Law and Politics

Minnesota AFL-CIO Convention and Politics

October 3, 2014
By Neal Tepel

ST. Paul, Minnesota — Politics was the Focus at the Minnesota AFL-CIO Convention in St. Paul, Sept. 21-23. However, the delegates celebrated a big organizing win: SEIU gained 26,000 home health care workers. Representatives of the group spoke at the convention about the importance of having a voice on the job.

Unfortunately, the SEIU organizing win was the exception. Throughout the state, employers mounted successful anti-union campaigns with the help of consultants and attorneys. With businesses resistant to pay more than minimum wage, attempts to unionize workers became a costly difficult battle for labor organizations.

The home health care organizing success was tied directly to politics. Gov. Mark Dayton, a Democrat, pushed through pro-worker legislation that would allow home health care workers the right to organize.

But Minnesota's workers face threatened attacks on their collective bargaining rights similar to those in Wisconsin if the Republicans triumph in this fall's election. So delegates focused on re-electing Dayton, retaining the DFL legislative majorities and re-electing Sen. Al Franken, to a new 6-year term.

At the convention, Dayton pledged to keep the focus on job creation. "Good jobs, union jobs, with more jobs to follow," said. Dayton. "We need to keep investing more in Minnesota – and if I'm around, we will," concluded Gov. Dayton. Republican Jeff Johnson opposes Dayton this fall.
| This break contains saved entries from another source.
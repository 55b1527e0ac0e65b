//! Unused-key guard.
//!
//! Every leaf of the effective config is addressed by a JSON pointer. A leaf
//! is consumed when it sits under one of the prefixes in
//! [`consumed_pointers`]; anything else is reported as unused, which almost
//! always means a typo (`jumps.apha`) that would otherwise be silently
//! ignored in favour of the default.
//!
//! Prefix matching respects pointer segments: `/jumps/alpha` consumes
//! `/jumps/alpha` but not `/jumps/alphabet`.

use anyhow::{bail, Result};
use serde::{Deserialize, Serialize};
use serde_json::Value;
use std::collections::BTreeSet;

#[derive(Debug, Clone, Copy, PartialEq, Eq)]
pub enum UnusedKeyPolicy {
    Warn,
    Fail,
}

#[derive(Debug, Clone, Serialize, Deserialize)]
pub struct UnusedKeyReport {
    /// Consumed JSON-pointer prefixes (sorted, unique).
    pub consumed_prefixes: Vec<String>,
    /// Unused leaf pointers (sorted).
    pub unused_leaf_pointers: Vec<String>,
}

impl UnusedKeyReport {
    pub fn is_clean(&self) -> bool {
        self.unused_leaf_pointers.is_empty()
    }
}

/// Pointers read by `AnalysisConfig::from_loaded`. Keep in step with the
/// fields of that struct.
pub fn consumed_pointers() -> &'static [&'static str] {
    &[
        "/jumps/alpha",
        "/jumps/threshold_exponent",
        "/liquidity/strict",
        "/liquidity/conditions",
    ]
}

/// Produce an unused-key report. `Fail` turns a non-clean report into an
/// error; `Warn` always returns the report.
pub fn report_unused_keys(config_json: &Value, policy: UnusedKeyPolicy) -> Result<UnusedKeyReport> {
    let consumed: BTreeSet<String> = consumed_pointers()
        .iter()
        .map(|p| normalize_pointer(p))
        .collect();
    let consumed_prefixes: Vec<String> = consumed.into_iter().collect();

    let mut leaves = Vec::new();
    collect_leaf_pointers(config_json, "", &mut leaves);

    let mut unused: Vec<String> = leaves
        .into_iter()
        .filter(|leaf| !consumed_prefixes.iter().any(|p| is_prefix_pointer(p, leaf)))
        .collect();
    unused.sort();
    unused.dedup();

    let report = UnusedKeyReport {
        consumed_prefixes,
        unused_leaf_pointers: unused,
    };

    if policy == UnusedKeyPolicy::Fail && !report.is_clean() {
        bail!(
            "CONFIG_UNUSED_KEYS: {} unused config leaf key(s) detected. \
            Remove them or fix their spelling. First few: {}",
            report.unused_leaf_pointers.len(),
            preview_list(&report.unused_leaf_pointers, 12)
        );
    }

    Ok(report)
}

/// Leading `/`, no trailing `/` (except the root pointer itself).
fn normalize_pointer(p: &str) -> String {
    let trimmed = p.trim().trim_end_matches('/');
    if trimmed.is_empty() {
        return "/".to_string();
    }
    if trimmed.starts_with('/') {
        trimmed.to_string()
    } else {
        format!("/{trimmed}")
    }
}

fn is_prefix_pointer(prefix: &str, leaf: &str) -> bool {
    if prefix == "/" || leaf == prefix {
        return true;
    }
    leaf.strip_prefix(prefix)
        .map_or(false, |rest| rest.starts_with('/'))
}

fn collect_leaf_pointers(v: &Value, prefix: &str, out: &mut Vec<String>) {
    match v {
        Value::Object(map) if !map.is_empty() => {
            for (k, child) in map {
                collect_leaf_pointers(child, &format!("{prefix}/{}", escape_pointer_token(k)), out);
            }
        }
        Value::Array(items) if !items.is_empty() => {
            for (i, child) in items.iter().enumerate() {
                collect_leaf_pointers(child, &format!("{prefix}/{i}"), out);
            }
        }
        // Root-level `{}` carries no keys at all.
        Value::Object(_) if prefix.is_empty() => {}
        _ => out.push(if prefix.is_empty() {
            "/".to_string()
        } else {
            prefix.to_string()
        }),
    }
}

fn escape_pointer_token(s: &str) -> String {
    s.replace('~', "~0").replace('/', "~1")
}

fn preview_list(items: &[String], n: usize) -> String {
    format!("{:?}", items.iter().take(n).collect::<Vec<_>>())
}
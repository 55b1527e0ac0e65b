//! `hffe analyze`: run the full pipeline over one price CSV.

use anyhow::Result;
use hffe_stats::StockSummary;
use serde::Serialize;
use std::path::{Path, PathBuf};

use super::resolve_config;

#[derive(Serialize)]
struct AnalyzeReport {
    config_hash: Option<String>,
    #[serde(flatten)]
    summary: StockSummary,
}

pub fn run(path: &Path, config_paths: &[PathBuf], alpha: Option<f64>, json: bool) -> Result<()> {
    let mut resolved = resolve_config(config_paths)?;
    if let Some(alpha) = alpha {
        resolved.config.jumps.alpha = alpha;
        resolved.config.validate()?;
    }

    let stock = hffe_md::load_stock(path, resolved.config.threshold())?;
    tracing::info!(stock = %stock, "analysis complete");

    let report = AnalyzeReport {
        config_hash: resolved.config_hash,
        summary: stock.summary(),
    };

    if json {
        println!("{}", serde_json::to_string_pretty(&report)?);
    } else {
        print_text(&report);
    }
    Ok(())
}

fn print_text(report: &AnalyzeReport) {
    let s = &report.summary;
    println!("source={}", s.source);
    if let Some(hash) = &report.config_hash {
        println!("config_hash={hash}");
    }
    println!("alpha={}", s.alpha);
    println!("threshold_exponent={}", s.threshold_exponent);
    println!("prices_per_day={}", s.total.prices);
    println!("returns_per_day={}", s.total.returns);
    println!("days={}", s.total.days);
    println!("jumps={}", s.total.jumps);
    println!("diffusive={}", s.total.diffusive);
    println!("first={}", opt_dt(s.first));
    println!("last={}", opt_dt(s.last));

    for (day, ((rv, bv), jumps)) in s.rv.iter().zip(&s.bv).zip(&s.jumps_per_day).enumerate() {
        println!("day={day} rv={rv:.6e} bv={bv:.6e} jumps={jumps}");
    }
    let tod: Vec<String> = s.tod.iter().map(|v| format!("{v:.4}")).collect();
    println!("tod={}", tod.join(","));
}

fn opt_dt(dt: Option<chrono::NaiveDateTime>) -> String {
    dt.map(|d| d.to_string()).unwrap_or_else(|| "null".to_string())
}
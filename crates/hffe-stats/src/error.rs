//! Error taxonomy for the statistical core.
//!
//! Every variant describes malformed input. Nothing here is transient, so
//! callers should never retry; fix the data instead.

use std::fmt;

/// Errors produced while assembling timestamps or computing statistics.
#[derive(Debug, Clone, PartialEq)]
pub enum StatsError {
    /// Two parallel input sequences have different lengths.
    LengthMismatch {
        left: &'static str,
        left_len: usize,
        right: &'static str,
        right_len: usize,
    },
    /// A `YYYYMMDD` code did not decompose into a calendar date.
    InvalidDate { index: usize, code: i64 },
    /// A `HHMM` code did not decompose into a wall-clock time.
    InvalidTime { index: usize, code: i64 },
    /// No observations at all.
    EmptySeries,
    /// The first-day probe found no observations before the next midnight.
    ZeroPricesPerDay,
    /// Days do not all carry the same number of observations.
    NonRectangular {
        total: usize,
        prices_per_day: usize,
        days: usize,
    },
    /// A price was zero, negative or NaN.
    NonPositivePrice { index: usize, price: f64 },
    /// Too few intraday observations for the requested statistic.
    InsufficientObservations {
        what: &'static str,
        prices_per_day: usize,
        required: usize,
    },
    /// Every adjacent absolute-return product is zero; the profile cannot
    /// be scaled to mean 1.
    FlatTimeOfDayProfile,
    /// An input vector does not line up with the return matrix.
    DimensionMismatch {
        what: &'static str,
        expected: usize,
        found: usize,
    },
}

impl fmt::Display for StatsError {
    fn fmt(&self, f: &mut fmt::Formatter<'_>) -> fmt::Result {
        match self {
            StatsError::LengthMismatch {
                left,
                left_len,
                right,
                right_len,
            } => write!(
                f,
                "length of {left} ({left_len}) does not match length of {right} ({right_len})"
            ),
            StatsError::InvalidDate { index, code } => {
                write!(f, "date code {code} at index {index} is not a valid YYYYMMDD date")
            }
            StatsError::InvalidTime { index, code } => {
                write!(f, "time code {code} at index {index} is not a valid HHMM time")
            }
            StatsError::EmptySeries => write!(f, "series contains no observations"),
            StatsError::ZeroPricesPerDay => write!(f, "zero prices per day"),
            StatsError::NonRectangular {
                total,
                prices_per_day,
                days,
            } => write!(
                f,
                "non-rectangular data: {total} observations cannot be split into \
                 {days} days of {prices_per_day} prices"
            ),
            StatsError::NonPositivePrice { index, price } => {
                write!(f, "price {price} at index {index} must be finite and strictly positive")
            }
            StatsError::InsufficientObservations {
                what,
                prices_per_day,
                required,
            } => write!(
                f,
                "{what} needs at least {required} prices per day, got {prices_per_day}"
            ),
            StatsError::FlatTimeOfDayProfile => write!(
                f,
                "time-of-day profile is identically zero and cannot be normalized"
            ),
            StatsError::DimensionMismatch {
                what,
                expected,
                found,
            } => write!(f, "{what} has length {found}, expected {expected}"),
        }
    }
}

impl std::error::Error for StatsError {}
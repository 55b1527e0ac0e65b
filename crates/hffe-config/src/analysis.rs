//! Typed view of the analysis parameters.
//!
//! ```yaml
//! jumps:
//!   alpha: 5.0
//!   threshold_exponent: 0.49
//! liquidity:
//!   strict: false
//!   conditions: [zero_bid, zero_ask, stale_prices]
//! ```
//!
//! Every key is optional; missing keys take the defaults shown.

use anyhow::{bail, Context, Result};
use hffe_md::{LiquidityChecker, LiquidityCondition};
use hffe_stats::JumpThreshold;
use serde::{Deserialize, Serialize};

use crate::LoadedConfig;

#[derive(Debug, Clone, PartialEq, Default, Serialize, Deserialize)]
#[serde(default)]
pub struct AnalysisConfig {
    pub jumps: JumpsConfig,
    pub liquidity: LiquidityConfig,
}

#[derive(Debug, Clone, PartialEq, Serialize, Deserialize)]
#[serde(default)]
pub struct JumpsConfig {
    pub alpha: f64,
    pub threshold_exponent: f64,
}

impl Default for JumpsConfig {
    fn default() -> Self {
        Self {
            alpha: JumpThreshold::DEFAULT_ALPHA,
            threshold_exponent: JumpThreshold::DEFAULT_EXPONENT,
        }
    }
}

#[derive(Debug, Clone, PartialEq, Serialize, Deserialize)]
#[serde(default)]
pub struct LiquidityConfig {
    pub strict: bool,
    pub conditions: Vec<String>,
}

impl Default for LiquidityConfig {
    fn default() -> Self {
        let checker = LiquidityChecker::default();
        Self {
            strict: checker.is_strict(),
            conditions: checker
                .conditions()
                .iter()
                .map(|c| c.name().to_string())
                .collect(),
        }
    }
}

impl AnalysisConfig {
    /// Deserialize and validate the merged config tree.
    pub fn from_loaded(loaded: &LoadedConfig) -> Result<Self> {
        let cfg: AnalysisConfig = serde_json::from_value(loaded.config_json.clone())
            .context("config does not match the analysis schema")?;
        cfg.validate()?;
        Ok(cfg)
    }

    pub fn validate(&self) -> Result<()> {
        let alpha = self.jumps.alpha;
        let threshold_exponent = self.jumps.threshold_exponent;
        if !alpha.is_finite() || alpha <= 0.0 {
            bail!("jumps.alpha must be a positive finite number, got {alpha}");
        }
        if !threshold_exponent.is_finite() {
            bail!("jumps.threshold_exponent must be finite, got {threshold_exponent}");
        }
        for name in &self.liquidity.conditions {
            LiquidityCondition::from_name(name).with_context(|| {
                format!(
                    "liquidity.conditions: expected one of {:?}",
                    LiquidityCondition::ALL.map(LiquidityCondition::name)
                )
            })?;
        }
        Ok(())
    }

    pub fn threshold(&self) -> JumpThreshold {
        JumpThreshold {
            alpha: self.jumps.alpha,
            exponent: self.jumps.threshold_exponent,
        }
    }

    pub fn checker(&self) -> Result<LiquidityChecker> {
        LiquidityChecker::from_names(&self.liquidity.conditions, self.liquidity.strict)
            .context("invalid liquidity policy")
    }
}
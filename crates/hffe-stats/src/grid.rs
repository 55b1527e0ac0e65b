//! Grid inference: recover `(prices_per_day, days)` from sorted timestamps.
//!
//! # Assumption
//!
//! Data is **rectangular**: every trading day carries exactly the same number
//! of observations. The first day is probed for its length and that length is
//! assumed for every other day. The only consistency check is that the total
//! count divides evenly; a series whose days differ in length but whose total
//! happens to divide by the first day's length is NOT detected. This is a
//! known limitation, not something the caller should rely on being caught.
//!
//! The input must already be sorted ascending.

use chrono::NaiveDateTime;
use serde::{Deserialize, Serialize};
use tracing::debug;

use crate::error::StatsError;

/// Rectangular shape of an intraday price series.
#[derive(Debug, Clone, Copy, PartialEq, Eq, Serialize, Deserialize)]
pub struct GridShape {
    /// `N`: price observations per day.
    pub prices_per_day: usize,
    /// `T`: number of days.
    pub days: usize,
}

impl GridShape {
    /// `N - 1`: intraday returns per day.
    pub fn returns_per_day(&self) -> usize {
        self.prices_per_day.saturating_sub(1)
    }

    /// `N * T`.
    pub fn total_prices(&self) -> usize {
        self.prices_per_day * self.days
    }
}

/// Infer the grid shape of a sorted timestamp sequence.
///
/// `N` is the number of timestamps strictly before midnight of the day after
/// the first timestamp's date (binary search on the sorted slice). `T` is
/// `len / N`, and `N * T` must equal `len`.
pub fn infer_grid(datetimes: &[NaiveDateTime]) -> Result<GridShape, StatsError> {
    let first = datetimes.first().ok_or(StatsError::EmptySeries)?;

    let prices_per_day = match first.date().succ_opt() {
        Some(next_day) => {
            let boundary = next_day.and_time(chrono::NaiveTime::MIN);
            datetimes.partition_point(|dt| *dt < boundary)
        }
        // First date is the last representable date; everything is day one.
        None => datetimes.len(),
    };

    if prices_per_day == 0 {
        return Err(StatsError::ZeroPricesPerDay);
    }

    let total = datetimes.len();
    let days = total / prices_per_day;
    if days * prices_per_day != total {
        return Err(StatsError::NonRectangular {
            total,
            prices_per_day,
            days,
        });
    }

    debug!(prices_per_day, days, "inferred rectangular grid");
    Ok(GridShape {
        prices_per_day,
        days,
    })
}
//! Jump / diffusion separation.
//!
//! A return `r[i, j]` (period `i`, day `j`) is classified against a threshold
//! that varies by day and by time of day:
//!
//! ```text
//! threshold[i, j] = alpha * n^(-exponent) * sqrt(BV[j] * TOD[i])
//! ```
//!
//! where `n` is the number of returns per day. `|r| <= threshold` is
//! diffusive, anything larger is a jump. Every entry lands in exactly one of
//! the two output matrices; the other holds zero at that position, so
//! `continuous + jump == returns` exactly.

use ndarray::{Array1, Array2, Axis, Zip};
use serde::{Deserialize, Serialize};

use crate::error::StatsError;

/// Parameters of the jump threshold.
#[derive(Debug, Clone, Copy, PartialEq, Serialize, Deserialize)]
pub struct JumpThreshold {
    /// Sensitivity multiplier. Larger values classify fewer returns as jumps.
    pub alpha: f64,
    /// Exponent applied to the sampling frequency, `n^(-exponent)`.
    pub exponent: f64,
}

impl JumpThreshold {
    pub const DEFAULT_ALPHA: f64 = 5.0;
    pub const DEFAULT_EXPONENT: f64 = 0.49;

    pub fn with_alpha(alpha: f64) -> Self {
        Self {
            alpha,
            ..Self::default()
        }
    }

    /// Threshold for one entry given its day's BV and its period's TOD factor.
    pub fn level(&self, returns_per_day: usize, bv: f64, tod: f64) -> f64 {
        let scaling = self.alpha * (returns_per_day as f64).powf(-self.exponent);
        scaling * (bv * tod).sqrt()
    }
}

impl Default for JumpThreshold {
    fn default() -> Self {
        Self {
            alpha: Self::DEFAULT_ALPHA,
            exponent: Self::DEFAULT_EXPONENT,
        }
    }
}

/// The partition of a return matrix into diffusive and jump parts.
#[derive(Debug, Clone, PartialEq)]
pub struct Decomposition {
    /// `rc`: returns at or below the threshold, zero elsewhere.
    pub continuous: Array2<f64>,
    /// `rd`: returns above the threshold, zero elsewhere.
    pub jump: Array2<f64>,
}

impl Decomposition {
    /// Number of non-zero jump entries.
    pub fn jump_count(&self) -> usize {
        self.jump.iter().filter(|r| **r != 0.0).count()
    }

    /// Total entries minus jumps.
    pub fn diffusive_count(&self) -> usize {
        self.jump.len() - self.jump_count()
    }

    pub fn jumps_per_day(&self) -> Vec<usize> {
        jumps_per_day(&self.jump)
    }
}

/// Non-zero entries in each column (day) of a jump matrix.
pub fn jumps_per_day(jump: &Array2<f64>) -> Vec<usize> {
    jump.axis_iter(Axis(1))
        .map(|day| day.iter().filter(|r| **r != 0.0).count())
        .collect()
}

/// Split `returns` (`n x T`) into continuous and jump components.
///
/// `bv` must have one entry per day (`T`) and `tod` one entry per return
/// period (`n`).
pub fn separate_returns(
    returns: &Array2<f64>,
    bv: &Array1<f64>,
    tod: &Array1<f64>,
    threshold: &JumpThreshold,
) -> Result<Decomposition, StatsError> {
    let (n, days) = returns.dim();
    if bv.len() != days {
        return Err(StatsError::DimensionMismatch {
            what: "bipower variance",
            expected: days,
            found: bv.len(),
        });
    }
    if tod.len() != n {
        return Err(StatsError::DimensionMismatch {
            what: "time-of-day factor",
            expected: n,
            found: tod.len(),
        });
    }

    let mut continuous = Array2::<f64>::zeros((n, days));
    let mut jump = Array2::<f64>::zeros((n, days));

    Zip::indexed(returns)
        .and(&mut continuous)
        .and(&mut jump)
        .for_each(|(i, j), &r, rc, rd| {
            if r.abs() <= threshold.level(n, bv[j], tod[i]) {
                *rc = r;
            } else {
                *rd = r;
            }
        });

    Ok(Decomposition { continuous, jump })
}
Under Dayton's leadership, lawmakers voted in 2014 to invest $1 billion in infrastructure projects This created thousands of jobs for construction workers and others. If re-elected, Dayton promised to advocate for a comprehensive transportation plan to rebuild bridges and roads and beef up transit and other services. "With your help and support, we'll keep moving ahead," he said in thanking the state fed for its early endorsement.